◆ What the task requires: When a line of the records below contains the string "MaybeTlsStream", copy that whole line.

★ ★ ★ ★

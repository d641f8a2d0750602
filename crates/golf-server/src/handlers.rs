//! Connection handlers for the golf server.
//!
//! Each WebSocket gets a reader loop, which routes inbound messages, and a
//! writer task, which drains the connection's outbox into the socket.

use crate::config::Config;
use crate::metrics::{self, Direction, Failure, SessionMetrics};
use anyhow::{Context, Result};
use axum::{
    extract::{
        ws::{Message, WebSocket, WebSocketUpgrade},
        Query, State,
    },
    http::StatusCode,
    response::{IntoResponse, Response},
    routing::get,
    Router,
};
use bytes::BytesMut;
use futures_util::stream::SplitSink;
use futures_util::{SinkExt, StreamExt};
use golf_core::{
    Connection, ConnectionLifecycleHandler, ConnectionRegistry, CoreError, GameService,
    GameSessionCoordinator, InMemoryGameService, InMemoryUserService, MessageRouter,
    ResponseDispatcher, SessionId, UserService,
};
use golf_protocol::{error_codes, Encoded, OutboundResponse, Version, WireFormat, PROTOCOL_VERSION};
use serde::Deserialize;
use std::sync::Arc;
use std::time::Instant;
use tokio::net::TcpListener;
use tokio::sync::mpsc::UnboundedReceiver;
use tracing::{debug, error, info, warn};

/// Shared server state.
pub struct AppState {
    /// Live connections.
    pub registry: Arc<ConnectionRegistry>,
    /// Outbound delivery.
    pub dispatcher: ResponseDispatcher,
    /// Inbound routing.
    pub router: MessageRouter,
    /// Connect/disconnect bookkeeping.
    pub lifecycle: ConnectionLifecycleHandler,
    /// Server configuration.
    pub config: Config,
}

impl AppState {
    /// Create state backed by the in-memory game and user services.
    #[must_use]
    pub fn new(config: Config) -> Self {
        Self::with_services(
            config,
            Arc::new(InMemoryGameService::new()),
            Arc::new(InMemoryUserService::new()),
        )
    }

    /// Create state backed by the given services.
    #[must_use]
    pub fn with_services(
        config: Config,
        games: Arc<dyn GameService>,
        users: Arc<dyn UserService>,
    ) -> Self {
        let registry = Arc::new(ConnectionRegistry::new());
        let dispatcher = ResponseDispatcher::new(Arc::clone(&registry));
        let coordinator = GameSessionCoordinator::new(games, dispatcher.clone())
            .with_error_reporting(config.game.report_errors);

        Self {
            router: MessageRouter::new(Arc::new(coordinator)),
            lifecycle: ConnectionLifecycleHandler::new(dispatcher.clone(), users),
            registry,
            dispatcher,
            config,
        }
    }

    /// Log a payload that could not be decoded, and tell the client if configured to.
    fn reject_malformed(&self, session: &SessionId, err: CoreError) {
        warn!(session = %session, error = %err, "Dropping malformed message");
        metrics::record_failure(Failure::Malformed);

        if self.config.game.report_errors {
            self.dispatcher.send_to_session(
                session,
                OutboundResponse::error(error_codes::MALFORMED_MESSAGE, err.to_string()),
            );
        }
    }
}

/// Build the HTTP router.
pub fn app(state: Arc<AppState>) -> Router {
    Router::new()
        .route(&state.config.transport.websocket_path, get(ws_handler))
        .route("/health", get(health_handler))
        .with_state(state)
}

/// Run the HTTP/WebSocket server.
///
/// # Errors
///
/// Returns an error if the server fails to start.
pub async fn run_server(config: Config) -> Result<()> {
    let addr = config.bind_addr()?;

    if config.metrics.enabled {
        if let Err(e) = metrics::start_metrics_server(config.metrics.port) {
            error!("Failed to start metrics server: {}", e);
        }
    }

    let state = Arc::new(AppState::new(config));
    let path = state.config.transport.websocket_path.clone();

    let listener = TcpListener::bind(addr)
        .await
        .with_context(|| format!("Failed to bind {addr}"))?;

    info!("Golf server listening on {}", addr);
    info!("WebSocket endpoint: ws://{}{}", addr, path);

    axum::serve(listener, app(state)).await?;

    Ok(())
}

/// Health check handler.
async fn health_handler(State(state): State<Arc<AppState>>) -> impl IntoResponse {
    axum::Json(serde_json::json!({
        "status": "ok",
        "version": env!("CARGO_PKG_VERSION"),
        "protocol": PROTOCOL_VERSION.to_string(),
        "connections": state.registry.len(),
    }))
}

/// Query parameters accepted on the upgrade request.
#[derive(Debug, Deserialize)]
struct UpgradeParams {
    /// Protocol version the client speaks.
    protocol: Option<String>,
}

/// WebSocket upgrade handler.
async fn ws_handler(
    ws: WebSocketUpgrade,
    Query(params): Query<UpgradeParams>,
    State(state): State<Arc<AppState>>,
) -> Response {
    if let Some(requested) = params.protocol {
        let compatible = requested
            .parse::<Version>()
            .is_ok_and(|v| v.is_compatible_with(&PROTOCOL_VERSION));
        if !compatible {
            warn!(requested = %requested, "Rejecting incompatible protocol version");
            return (
                StatusCode::BAD_REQUEST,
                format!("Unsupported protocol version {requested}, server speaks {PROTOCOL_VERSION}"),
            )
                .into_response();
        }
    }

    ws.max_message_size(state.config.transport.max_message_size)
        .on_upgrade(move |socket| handle_websocket(socket, state))
}

/// Handle a WebSocket connection.
async fn handle_websocket(socket: WebSocket, state: Arc<AppState>) {
    let _metrics = SessionMetrics::open();
    let session = SessionId::generate();

    let (sink, mut stream) = socket.split();
    let (connection, outbox) = Connection::channel(session.clone());
    let writer = tokio::spawn(write_loop(
        session.clone(),
        sink,
        outbox,
        state.config.transport.wire_format,
    ));

    state.lifecycle.on_connect(connection.clone()).await;

    // Binary frames may split or batch MessagePack messages.
    let mut read_buffer = BytesMut::with_capacity(4096);

    while let Some(msg) = stream.next().await {
        let start = Instant::now();

        match msg {
            Ok(Message::Text(text)) => {
                metrics::record_message(Direction::Inbound, text.len());
                if let Err(e) = state.router.route_text(&session, &text).await {
                    state.reject_malformed(&session, e);
                }
            }
            Ok(Message::Binary(data)) => {
                metrics::record_message(Direction::Inbound, data.len());
                read_buffer.extend_from_slice(&data);
                // Each error consumes the bad frame, so this terminates.
                while let Err(e) = state.router.route_frames(&session, &mut read_buffer).await {
                    state.reject_malformed(&session, e);
                }
            }
            Ok(Message::Ping(_)) | Ok(Message::Pong(_)) => {
                // Pongs are queued by the WebSocket layer itself.
            }
            Ok(Message::Close(_)) => {
                debug!(session = %session, "Received close frame");
                break;
            }
            Err(e) => {
                state.lifecycle.on_transport_error(&session, &e);
                metrics::record_failure(Failure::Transport);
                break;
            }
        }

        metrics::record_handle_time(start);
    }

    state.lifecycle.on_disconnect(&connection).await;
    writer.abort();
}

/// Drain a connection's outbox into its socket.
///
/// A failed write is logged and ends the loop; the connection stays
/// registered until the reader sees the socket close.
async fn write_loop(
    session: SessionId,
    mut sink: SplitSink<WebSocket, Message>,
    mut outbox: UnboundedReceiver<Arc<OutboundResponse>>,
    format: WireFormat,
) {
    while let Some(response) = outbox.recv().await {
        let encoded = match format.encode(response.as_ref()) {
            Ok(encoded) => encoded,
            Err(e) => {
                error!(session = %session, kind = response.kind(), error = %e, "Failed to encode response");
                metrics::record_failure(Failure::Encode);
                continue;
            }
        };

        let size = encoded.len();
        let message = match encoded {
            Encoded::Text(text) => Message::Text(text),
            Encoded::Binary(data) => Message::Binary(data.to_vec()),
        };

        if let Err(e) = sink.send(message).await {
            warn!(session = %session, kind = response.kind(), error = %e, "Send failed");
            metrics::record_failure(Failure::Send);
            break;
        }
        metrics::record_message(Direction::Outbound, size);
    }
}

#[cfg(test)]
mod tests {
    use super::*;
    use futures_util::{SinkExt, StreamExt};
    use std::net::SocketAddr;
    use std::time::Duration;
    use tokio_tungstenite::tungstenite::Message as WsMessage;
    use tokio_tungstenite::{connect_async, MaybeTlsStream, WebSocketStream};

    type Client = WebSocketStream<MaybeTlsStream<tokio::net::TcpStream>>;

    async fn spawn_server(config: Config) -> (SocketAddr, Arc<AppState>) {
        let state = Arc::new(AppState::new(config));
        let listener = TcpListener::bind("127.0.0.1:0").await.unwrap();
        let addr = listener.local_addr().unwrap();
        let app = app(Arc::clone(&state));
        tokio::spawn(async move {
            axum::serve(listener, app).await.unwrap();
        });
        (addr, state)
    }

    fn test_config() -> Config {
        let mut config = Config::default();
        config.metrics.enabled = false;
        config
    }

    async fn connect(addr: SocketAddr) -> Client {
        let (client, _) = connect_async(format!("ws://{addr}/ws")).await.unwrap();
        client
    }

    async fn next_json(client: &mut Client) -> serde_json::Value {
        let msg = tokio::time::timeout(Duration::from_secs(5), client.next())
            .await
            .expect("timed out waiting for a message")
            .unwrap()
            .unwrap();
        match msg {
            WsMessage::Text(text) => serde_json::from_str(&text).unwrap(),
            other => panic!("Expected text message, got {:?}", other),
        }
    }

    async fn assert_silent(client: &mut Client) {
        let next = tokio::time::timeout(Duration::from_millis(200), client.next()).await;
        assert!(next.is_err(), "unexpected message: {:?}", next);
    }

    #[tokio::test]
    async fn test_create_and_start_over_websocket() {
        let (addr, state) = spawn_server(test_config()).await;

        let mut alice = connect(addr).await;
        let mut bob = connect(addr).await;
        assert_eq!(next_json(&mut alice).await["type"], "user");
        assert_eq!(next_json(&mut bob).await["type"], "user");
        assert_eq!(state.registry.len(), 2);

        alice
            .send(WsMessage::Text(r#"{"type":"createGame"}"#.to_string()))
            .await
            .unwrap();
        let created = next_json(&mut alice).await;
        assert_eq!(created["type"], "game");
        assert_eq!(created["game"]["state"], "init");

        let game_id = created["game"]["id"].as_i64().unwrap();
        alice
            .send(WsMessage::Text(format!(
                r#"{{"type":"startGame","gameId":{game_id}}}"#
            )))
            .await
            .unwrap();
        let started = next_json(&mut alice).await;
        assert_eq!(started["game"]["state"], "started");

        assert_silent(&mut bob).await;
    }

    #[tokio::test]
    async fn test_malformed_and_unknown_keep_connection_open() {
        let (addr, _state) = spawn_server(test_config()).await;
        let mut client = connect(addr).await;
        next_json(&mut client).await;

        client
            .send(WsMessage::Text("definitely not json".to_string()))
            .await
            .unwrap();
        client
            .send(WsMessage::Text(r#"{"type":"shuffle"}"#.to_string()))
            .await
            .unwrap();
        assert_silent(&mut client).await;

        client
            .send(WsMessage::Text(r#"{"type":"createGame"}"#.to_string()))
            .await
            .unwrap();
        assert_eq!(next_json(&mut client).await["type"], "game");
    }

    #[tokio::test]
    async fn test_errors_reported_when_enabled() {
        let mut config = test_config();
        config.game.report_errors = true;
        let (addr, _state) = spawn_server(config).await;
        let mut client = connect(addr).await;
        next_json(&mut client).await;

        client
            .send(WsMessage::Text(r#"{"type":"startGame","gameId":404}"#.to_string()))
            .await
            .unwrap();
        let error = next_json(&mut client).await;
        assert_eq!(error["type"], "error");
        assert_eq!(error["code"], error_codes::GAME_ACTION_FAILED);

        client
            .send(WsMessage::Text("{".to_string()))
            .await
            .unwrap();
        assert_eq!(
            next_json(&mut client).await["code"],
            error_codes::MALFORMED_MESSAGE
        );
    }

    #[tokio::test]
    async fn test_msgpack_wire_format() {
        let mut config = test_config();
        config.transport.wire_format = WireFormat::MessagePack;
        let (addr, _state) = spawn_server(config).await;
        let mut client = connect(addr).await;

        let mut frames = BytesMut::new();
        let user = tokio::time::timeout(Duration::from_secs(5), client.next())
            .await
            .unwrap()
            .unwrap()
            .unwrap();
        frames.extend_from_slice(&user.into_data());
        let decoded: Option<OutboundResponse> = golf_protocol::codec::decode_from(&mut frames).unwrap();
        assert!(matches!(decoded, Some(OutboundResponse::User { .. })));

        let request = golf_protocol::codec::encode(&golf_protocol::InboundMessage::CreateGame).unwrap();
        client
            .send(WsMessage::Binary(request.to_vec()))
            .await
            .unwrap();

        let reply = tokio::time::timeout(Duration::from_secs(5), client.next())
            .await
            .unwrap()
            .unwrap()
            .unwrap();
        let decoded: OutboundResponse = golf_protocol::codec::decode(&reply.into_data()).unwrap();
        assert_eq!(decoded.kind(), "game");
    }

    #[tokio::test]
    async fn test_disconnect_unregisters() {
        let (addr, state) = spawn_server(test_config()).await;
        let mut client = connect(addr).await;
        next_json(&mut client).await;
        assert_eq!(state.registry.len(), 1);

        client.close(None).await.unwrap();
        drop(client);

        for _ in 0..50 {
            if state.registry.is_empty() {
                return;
            }
            tokio::time::sleep(Duration::from_millis(20)).await;
        }
        panic!("session was not unregistered after close");
    }

    #[tokio::test]
    async fn test_incompatible_protocol_rejected() {
        let (addr, _state) = spawn_server(test_config()).await;

        assert!(connect_async(format!("ws://{addr}/ws?protocol=2.0")).await.is_err());
        assert!(connect_async(format!("ws://{addr}/ws?protocol=1.4")).await.is_ok());
    }
}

★ ★ ★ ★

◆ Task output:
    use tokio_tungstenite::{connect_async, MaybeTlsStream, WebSocketStream};
    type Client = WebSocketStream<MaybeTlsStream<tokio::net::TcpStream>>;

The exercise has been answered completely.